▸ **Exercise requirements**
Return each line of the records below that contains the word "serde".

*** Opening of Records for the task ***

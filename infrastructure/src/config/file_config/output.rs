//! `[output]` section: how command results are printed
//!
//! Both settings are defaults that the global `--output` and `--no-color`
//! flags override for a single invocation.

use poker_domain::OutputFormat;
use serde::{Deserialize, Serialize};

/// Printing preferences for status, history, roster and summary output
#[derive(Debug, Clone, PartialEq, Serialize, Deserialize)]
#[serde(default)]
pub struct FileOutputConfig {
    /// `text` tables or `json` documents. Unset means text.
    pub format: Option<OutputFormat>,
    /// ANSI colors in text tables (round status, unresolved consensus)
    pub color: bool,
}

impl Default for FileOutputConfig {
    fn default() -> Self {
        Self {
            format: None,
            color: true,
        }
    }
}

impl FileOutputConfig {
    /// Format for this run: the `--output` flag wins over the file
    pub fn resolve_format(&self, flag: Option<OutputFormat>) -> OutputFormat {
        flag.or(self.format).unwrap_or_default()
    }

    /// Value handed to `ConsoleFormatter::set_color`; `--no-color` always
    /// turns colors off
    pub fn resolve_color(&self, no_color_flag: bool) -> bool {
        self.color && !no_color_flag
    }
}
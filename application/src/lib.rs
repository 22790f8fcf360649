//! Application layer for planning-poker
//!
//! This crate contains the use cases and the port definitions they consume.
//! It depends only on the domain layer.

pub mod ports;
pub mod use_cases;

// Re-export commonly used types
pub use ports::{
    catalog_store::CatalogStore,
    estimation_store::{EstimationStore, StoreError},
    vote_audit::{AuditEvent, NoAuditLog, VoteAuditLog},
};
pub use use_cases::catalog::{CatalogError, CatalogUseCase, SeedReport, TaskOverview};
pub use use_cases::consensus::ConsensusUseCase;
pub use use_cases::error::VotingError;
pub use use_cases::round_queries::{
    RoundQueryUseCase, RoundRecord, RoundStatusView, StoryHistory,
};
pub use use_cases::story_locks::StoryLocks;
pub use use_cases::submit_vote::{SubmitVoteInput, SubmitVoteUseCase, VoteReceipt};
pub use use_cases::task_report::{
    MemberVotes, PlayedCard, StoryRoster, StorySummary, TaskReportUseCase, TaskRoster, TaskSummary,
};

*** Close of Records for the task ***

▸ **Solution below**
use serde::{Deserialize, Serialize};
#[serde(default)]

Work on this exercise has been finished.